**Exercise instructions**
Answer with one figure only, the number of lines below in which "detail" occurs.

Saved entries
- - - - -
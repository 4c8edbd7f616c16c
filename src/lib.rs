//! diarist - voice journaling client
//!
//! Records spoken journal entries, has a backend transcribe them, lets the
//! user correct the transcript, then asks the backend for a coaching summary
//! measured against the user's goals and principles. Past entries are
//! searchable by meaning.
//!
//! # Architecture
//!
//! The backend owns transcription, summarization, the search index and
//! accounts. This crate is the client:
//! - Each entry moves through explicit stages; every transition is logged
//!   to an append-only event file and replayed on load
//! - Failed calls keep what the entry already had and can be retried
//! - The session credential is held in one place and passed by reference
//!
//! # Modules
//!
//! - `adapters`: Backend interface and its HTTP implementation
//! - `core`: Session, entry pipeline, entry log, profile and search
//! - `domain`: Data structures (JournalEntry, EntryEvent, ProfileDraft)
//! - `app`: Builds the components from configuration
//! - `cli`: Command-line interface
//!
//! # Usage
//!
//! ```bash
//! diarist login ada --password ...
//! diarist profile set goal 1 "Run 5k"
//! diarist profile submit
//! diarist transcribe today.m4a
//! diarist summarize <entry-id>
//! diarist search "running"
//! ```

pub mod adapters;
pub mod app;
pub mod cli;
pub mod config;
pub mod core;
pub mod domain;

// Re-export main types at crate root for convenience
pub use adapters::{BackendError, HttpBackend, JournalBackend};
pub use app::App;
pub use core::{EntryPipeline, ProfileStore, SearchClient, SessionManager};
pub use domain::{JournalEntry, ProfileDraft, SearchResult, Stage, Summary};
- - - - -
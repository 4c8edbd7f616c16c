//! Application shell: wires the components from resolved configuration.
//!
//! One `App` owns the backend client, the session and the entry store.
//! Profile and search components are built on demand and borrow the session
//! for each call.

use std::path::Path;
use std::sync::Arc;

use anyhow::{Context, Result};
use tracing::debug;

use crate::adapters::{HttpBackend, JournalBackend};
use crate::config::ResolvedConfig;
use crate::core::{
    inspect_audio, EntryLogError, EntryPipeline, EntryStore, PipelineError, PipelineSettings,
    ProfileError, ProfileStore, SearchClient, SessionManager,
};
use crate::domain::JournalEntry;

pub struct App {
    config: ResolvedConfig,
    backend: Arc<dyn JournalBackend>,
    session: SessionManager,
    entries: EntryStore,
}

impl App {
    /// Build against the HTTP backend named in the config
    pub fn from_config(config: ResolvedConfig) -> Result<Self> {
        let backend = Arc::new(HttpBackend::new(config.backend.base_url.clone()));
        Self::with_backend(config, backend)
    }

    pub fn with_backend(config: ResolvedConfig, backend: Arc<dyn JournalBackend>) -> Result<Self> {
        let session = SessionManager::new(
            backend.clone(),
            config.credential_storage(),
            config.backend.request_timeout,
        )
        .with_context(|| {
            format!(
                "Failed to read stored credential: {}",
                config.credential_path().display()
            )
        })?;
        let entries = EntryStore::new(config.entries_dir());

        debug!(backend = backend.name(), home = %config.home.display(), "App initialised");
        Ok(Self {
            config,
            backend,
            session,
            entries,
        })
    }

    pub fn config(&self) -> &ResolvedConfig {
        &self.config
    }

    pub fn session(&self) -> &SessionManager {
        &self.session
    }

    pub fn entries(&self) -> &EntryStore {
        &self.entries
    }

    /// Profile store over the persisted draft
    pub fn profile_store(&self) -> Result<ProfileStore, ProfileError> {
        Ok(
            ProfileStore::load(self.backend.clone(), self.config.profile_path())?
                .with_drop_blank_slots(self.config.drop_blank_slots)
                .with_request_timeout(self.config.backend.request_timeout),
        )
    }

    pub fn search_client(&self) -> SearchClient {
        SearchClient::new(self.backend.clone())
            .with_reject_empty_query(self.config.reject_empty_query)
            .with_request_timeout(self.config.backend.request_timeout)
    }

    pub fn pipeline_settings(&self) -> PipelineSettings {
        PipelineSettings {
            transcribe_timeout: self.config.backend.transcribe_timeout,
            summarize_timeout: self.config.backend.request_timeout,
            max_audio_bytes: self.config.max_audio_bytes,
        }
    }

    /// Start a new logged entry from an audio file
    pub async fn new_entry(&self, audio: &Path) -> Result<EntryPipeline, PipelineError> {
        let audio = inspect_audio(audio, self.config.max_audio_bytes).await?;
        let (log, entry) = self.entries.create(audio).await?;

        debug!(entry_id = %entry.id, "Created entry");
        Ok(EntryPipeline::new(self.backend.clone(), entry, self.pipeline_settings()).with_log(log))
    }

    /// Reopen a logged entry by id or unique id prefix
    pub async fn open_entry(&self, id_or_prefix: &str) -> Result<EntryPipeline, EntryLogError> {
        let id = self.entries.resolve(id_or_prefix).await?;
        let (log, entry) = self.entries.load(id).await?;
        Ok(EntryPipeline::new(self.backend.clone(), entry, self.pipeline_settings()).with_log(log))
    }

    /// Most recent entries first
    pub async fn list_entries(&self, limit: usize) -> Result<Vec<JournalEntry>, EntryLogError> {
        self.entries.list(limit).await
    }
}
- - - - -
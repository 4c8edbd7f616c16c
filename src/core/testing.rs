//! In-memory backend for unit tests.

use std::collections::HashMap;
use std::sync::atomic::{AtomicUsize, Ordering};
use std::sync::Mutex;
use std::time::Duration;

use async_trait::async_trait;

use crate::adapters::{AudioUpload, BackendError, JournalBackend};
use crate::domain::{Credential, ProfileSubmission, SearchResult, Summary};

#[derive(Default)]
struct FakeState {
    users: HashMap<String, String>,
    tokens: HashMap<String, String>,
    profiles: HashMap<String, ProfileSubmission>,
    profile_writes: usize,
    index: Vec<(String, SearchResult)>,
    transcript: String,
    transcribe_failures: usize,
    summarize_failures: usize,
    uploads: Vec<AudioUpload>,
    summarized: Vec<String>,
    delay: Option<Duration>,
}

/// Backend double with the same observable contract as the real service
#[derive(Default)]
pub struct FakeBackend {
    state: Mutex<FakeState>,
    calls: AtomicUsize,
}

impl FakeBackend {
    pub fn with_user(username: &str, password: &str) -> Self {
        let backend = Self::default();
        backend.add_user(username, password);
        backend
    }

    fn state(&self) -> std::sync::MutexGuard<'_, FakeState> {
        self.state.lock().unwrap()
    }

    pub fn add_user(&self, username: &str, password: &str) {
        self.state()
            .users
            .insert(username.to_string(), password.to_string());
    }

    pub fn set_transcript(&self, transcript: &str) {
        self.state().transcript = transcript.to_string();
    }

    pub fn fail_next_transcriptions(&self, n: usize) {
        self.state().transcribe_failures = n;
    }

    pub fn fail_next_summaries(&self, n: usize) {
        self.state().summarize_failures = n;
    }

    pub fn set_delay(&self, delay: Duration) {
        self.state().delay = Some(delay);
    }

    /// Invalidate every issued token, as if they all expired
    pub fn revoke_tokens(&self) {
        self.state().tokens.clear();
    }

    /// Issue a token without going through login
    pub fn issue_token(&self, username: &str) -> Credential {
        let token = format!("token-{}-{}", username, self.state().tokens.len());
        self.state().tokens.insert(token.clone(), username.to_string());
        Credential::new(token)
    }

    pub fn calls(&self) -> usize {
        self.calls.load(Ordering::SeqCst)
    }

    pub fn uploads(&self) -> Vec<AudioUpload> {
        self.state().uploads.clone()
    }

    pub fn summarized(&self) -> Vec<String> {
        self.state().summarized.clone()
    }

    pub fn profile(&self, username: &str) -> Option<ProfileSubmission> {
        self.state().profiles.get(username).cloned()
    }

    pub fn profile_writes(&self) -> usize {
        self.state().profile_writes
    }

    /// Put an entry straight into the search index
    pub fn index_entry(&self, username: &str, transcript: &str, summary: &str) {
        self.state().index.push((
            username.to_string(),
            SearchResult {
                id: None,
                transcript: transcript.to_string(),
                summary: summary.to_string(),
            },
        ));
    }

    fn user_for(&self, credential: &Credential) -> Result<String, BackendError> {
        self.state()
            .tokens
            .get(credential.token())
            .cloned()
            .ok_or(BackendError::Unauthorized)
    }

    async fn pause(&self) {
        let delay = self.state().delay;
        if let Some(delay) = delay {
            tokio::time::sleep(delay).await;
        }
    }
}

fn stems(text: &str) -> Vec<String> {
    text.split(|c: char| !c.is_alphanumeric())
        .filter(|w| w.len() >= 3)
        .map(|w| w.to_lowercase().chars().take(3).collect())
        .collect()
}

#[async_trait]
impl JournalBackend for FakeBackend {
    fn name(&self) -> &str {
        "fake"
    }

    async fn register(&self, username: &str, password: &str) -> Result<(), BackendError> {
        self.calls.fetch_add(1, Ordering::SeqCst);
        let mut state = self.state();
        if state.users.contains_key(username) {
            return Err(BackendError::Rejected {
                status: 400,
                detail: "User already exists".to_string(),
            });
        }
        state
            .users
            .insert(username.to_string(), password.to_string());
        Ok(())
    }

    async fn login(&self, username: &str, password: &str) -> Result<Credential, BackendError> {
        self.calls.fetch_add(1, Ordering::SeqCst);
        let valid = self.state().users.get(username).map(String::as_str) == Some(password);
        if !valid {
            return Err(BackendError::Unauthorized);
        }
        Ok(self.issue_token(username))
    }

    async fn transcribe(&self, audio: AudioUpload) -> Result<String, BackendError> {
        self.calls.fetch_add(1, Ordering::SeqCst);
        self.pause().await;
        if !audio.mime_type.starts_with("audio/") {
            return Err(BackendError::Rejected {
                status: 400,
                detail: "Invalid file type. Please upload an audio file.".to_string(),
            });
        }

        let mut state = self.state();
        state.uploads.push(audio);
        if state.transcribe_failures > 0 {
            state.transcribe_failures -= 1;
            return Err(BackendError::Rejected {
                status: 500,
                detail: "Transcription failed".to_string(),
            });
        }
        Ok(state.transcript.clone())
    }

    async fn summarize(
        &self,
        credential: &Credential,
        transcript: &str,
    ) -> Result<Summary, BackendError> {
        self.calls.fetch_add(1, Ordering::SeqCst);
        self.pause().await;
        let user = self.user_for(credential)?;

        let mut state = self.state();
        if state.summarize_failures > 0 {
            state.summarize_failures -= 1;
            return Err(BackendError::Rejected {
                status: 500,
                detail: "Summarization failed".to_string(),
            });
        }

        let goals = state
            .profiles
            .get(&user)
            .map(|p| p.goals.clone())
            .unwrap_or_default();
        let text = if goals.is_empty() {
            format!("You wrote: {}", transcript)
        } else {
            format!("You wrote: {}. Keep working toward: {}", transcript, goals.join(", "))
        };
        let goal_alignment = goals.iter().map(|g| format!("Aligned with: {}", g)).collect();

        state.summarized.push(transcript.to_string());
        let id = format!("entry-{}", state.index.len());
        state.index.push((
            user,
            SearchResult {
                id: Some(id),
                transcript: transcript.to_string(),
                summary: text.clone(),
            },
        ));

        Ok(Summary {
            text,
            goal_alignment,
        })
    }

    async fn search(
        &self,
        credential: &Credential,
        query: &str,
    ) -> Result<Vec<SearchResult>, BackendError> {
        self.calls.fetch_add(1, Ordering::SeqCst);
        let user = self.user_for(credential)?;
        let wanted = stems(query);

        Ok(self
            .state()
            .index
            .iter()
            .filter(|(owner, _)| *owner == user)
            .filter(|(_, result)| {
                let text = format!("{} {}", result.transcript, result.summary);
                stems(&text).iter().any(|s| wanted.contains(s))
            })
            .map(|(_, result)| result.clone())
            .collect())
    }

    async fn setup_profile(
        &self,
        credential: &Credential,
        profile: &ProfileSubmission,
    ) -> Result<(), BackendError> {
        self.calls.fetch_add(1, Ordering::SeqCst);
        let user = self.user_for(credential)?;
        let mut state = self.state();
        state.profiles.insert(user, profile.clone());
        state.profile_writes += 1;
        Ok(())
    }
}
- - - - -
**Exercise output**
4